==== DATA IN THIS EXERCISE

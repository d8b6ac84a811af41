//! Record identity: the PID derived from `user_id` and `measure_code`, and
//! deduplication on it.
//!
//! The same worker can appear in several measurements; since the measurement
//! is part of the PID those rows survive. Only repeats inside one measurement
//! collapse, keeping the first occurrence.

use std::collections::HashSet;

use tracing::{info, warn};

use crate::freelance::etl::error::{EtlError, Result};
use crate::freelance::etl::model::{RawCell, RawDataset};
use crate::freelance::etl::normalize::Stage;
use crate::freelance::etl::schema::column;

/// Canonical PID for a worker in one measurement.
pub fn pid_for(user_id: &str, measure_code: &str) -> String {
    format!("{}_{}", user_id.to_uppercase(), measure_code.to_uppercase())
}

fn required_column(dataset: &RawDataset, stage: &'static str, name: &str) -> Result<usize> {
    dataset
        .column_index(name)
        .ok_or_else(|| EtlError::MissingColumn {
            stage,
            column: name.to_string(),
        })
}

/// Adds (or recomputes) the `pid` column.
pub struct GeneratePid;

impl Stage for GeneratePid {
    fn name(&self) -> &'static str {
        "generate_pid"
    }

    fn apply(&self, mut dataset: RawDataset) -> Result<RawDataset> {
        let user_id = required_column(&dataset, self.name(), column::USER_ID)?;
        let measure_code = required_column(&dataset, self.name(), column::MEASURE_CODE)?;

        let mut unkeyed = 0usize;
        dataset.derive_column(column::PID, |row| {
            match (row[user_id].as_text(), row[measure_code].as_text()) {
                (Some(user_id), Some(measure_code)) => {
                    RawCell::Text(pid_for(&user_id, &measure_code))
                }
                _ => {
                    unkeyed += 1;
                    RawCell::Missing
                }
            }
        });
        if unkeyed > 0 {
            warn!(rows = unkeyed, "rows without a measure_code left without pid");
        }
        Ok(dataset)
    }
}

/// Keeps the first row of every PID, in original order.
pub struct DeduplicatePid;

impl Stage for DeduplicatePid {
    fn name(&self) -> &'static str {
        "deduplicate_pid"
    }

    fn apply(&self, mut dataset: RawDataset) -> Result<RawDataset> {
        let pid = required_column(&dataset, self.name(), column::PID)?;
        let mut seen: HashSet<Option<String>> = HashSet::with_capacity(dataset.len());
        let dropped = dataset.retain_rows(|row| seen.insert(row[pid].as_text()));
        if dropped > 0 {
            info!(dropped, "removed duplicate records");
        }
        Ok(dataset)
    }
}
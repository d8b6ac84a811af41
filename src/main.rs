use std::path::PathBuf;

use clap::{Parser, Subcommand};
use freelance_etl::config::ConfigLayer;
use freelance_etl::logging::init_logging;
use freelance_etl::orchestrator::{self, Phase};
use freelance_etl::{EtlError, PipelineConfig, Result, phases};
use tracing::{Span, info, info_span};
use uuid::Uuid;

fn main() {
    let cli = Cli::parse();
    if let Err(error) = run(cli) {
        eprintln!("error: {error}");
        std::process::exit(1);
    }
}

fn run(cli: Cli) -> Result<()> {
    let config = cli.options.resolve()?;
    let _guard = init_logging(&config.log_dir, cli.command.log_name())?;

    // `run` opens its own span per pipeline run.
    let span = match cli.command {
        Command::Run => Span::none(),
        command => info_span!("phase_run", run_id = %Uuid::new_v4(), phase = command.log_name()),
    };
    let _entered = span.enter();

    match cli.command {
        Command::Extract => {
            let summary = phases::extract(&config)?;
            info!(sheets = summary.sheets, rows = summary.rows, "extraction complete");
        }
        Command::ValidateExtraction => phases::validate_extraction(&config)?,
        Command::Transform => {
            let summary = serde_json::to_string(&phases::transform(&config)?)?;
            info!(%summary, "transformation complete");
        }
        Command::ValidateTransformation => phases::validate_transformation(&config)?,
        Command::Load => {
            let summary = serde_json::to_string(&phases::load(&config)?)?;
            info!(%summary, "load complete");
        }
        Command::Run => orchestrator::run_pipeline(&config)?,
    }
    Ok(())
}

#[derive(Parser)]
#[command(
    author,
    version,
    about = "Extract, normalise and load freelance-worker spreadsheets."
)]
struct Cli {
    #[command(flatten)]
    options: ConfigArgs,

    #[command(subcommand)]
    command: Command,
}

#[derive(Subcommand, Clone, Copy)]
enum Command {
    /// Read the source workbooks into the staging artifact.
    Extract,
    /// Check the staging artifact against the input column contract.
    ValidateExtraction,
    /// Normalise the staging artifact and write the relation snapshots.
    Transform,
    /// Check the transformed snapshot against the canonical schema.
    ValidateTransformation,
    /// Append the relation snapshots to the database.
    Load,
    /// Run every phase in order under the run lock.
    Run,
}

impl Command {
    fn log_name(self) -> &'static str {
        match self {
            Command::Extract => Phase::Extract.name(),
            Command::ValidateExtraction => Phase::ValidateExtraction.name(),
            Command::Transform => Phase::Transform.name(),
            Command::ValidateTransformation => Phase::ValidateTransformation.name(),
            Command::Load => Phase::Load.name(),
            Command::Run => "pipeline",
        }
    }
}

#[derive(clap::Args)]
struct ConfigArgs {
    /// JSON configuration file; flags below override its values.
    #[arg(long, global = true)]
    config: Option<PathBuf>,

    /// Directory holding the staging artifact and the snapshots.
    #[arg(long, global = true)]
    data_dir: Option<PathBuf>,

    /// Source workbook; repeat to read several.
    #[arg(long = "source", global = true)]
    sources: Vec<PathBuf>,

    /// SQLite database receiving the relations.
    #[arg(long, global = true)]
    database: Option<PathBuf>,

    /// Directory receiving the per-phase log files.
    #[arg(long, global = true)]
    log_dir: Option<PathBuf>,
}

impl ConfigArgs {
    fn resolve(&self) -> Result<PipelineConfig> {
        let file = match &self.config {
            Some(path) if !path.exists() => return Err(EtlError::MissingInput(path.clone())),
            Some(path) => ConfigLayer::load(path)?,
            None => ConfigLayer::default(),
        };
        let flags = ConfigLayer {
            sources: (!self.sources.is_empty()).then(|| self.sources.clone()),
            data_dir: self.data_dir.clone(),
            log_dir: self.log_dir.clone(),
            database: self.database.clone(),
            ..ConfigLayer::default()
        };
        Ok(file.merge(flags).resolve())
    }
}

========

Nothing but the lines from the top of the records down to the line with "required_column(&dataset, self.name(), column::USER_ID)?;" belongs in the answer; repeat them exactly.

OUTPUT OF THE EXERCISE:
repository d8b6ac84a811af41
//! Record identity: the PID derived from `user_id` and `measure_code`, and
//! deduplication on it.
//!
//! The same worker can appear in several measurements; since the measurement
//! is part of the PID those rows survive. Only repeats inside one measurement
//! collapse, keeping the first occurrence.

use std::collections::HashSet;

use tracing::{info, warn};

use crate::freelance::etl::error::{EtlError, Result};
use crate::freelance::etl::model::{RawCell, RawDataset};
use crate::freelance::etl::normalize::Stage;
use crate::freelance::etl::schema::column;

/// Canonical PID for a worker in one measurement.
pub fn pid_for(user_id: &str, measure_code: &str) -> String {
    format!("{}_{}", user_id.to_uppercase(), measure_code.to_uppercase())
}

fn required_column(dataset: &RawDataset, stage: &'static str, name: &str) -> Result<usize> {
    dataset
        .column_index(name)
        .ok_or_else(|| EtlError::MissingColumn {
            stage,
            column: name.to_string(),
        })
}

/// Adds (or recomputes) the `pid` column.
pub struct GeneratePid;

impl Stage for GeneratePid {
    fn name(&self) -> &'static str {
        "generate_pid"
    }

    fn apply(&self, mut dataset: RawDataset) -> Result<RawDataset> {
        let user_id = required_column(&dataset, self.name(), column::USER_ID)?;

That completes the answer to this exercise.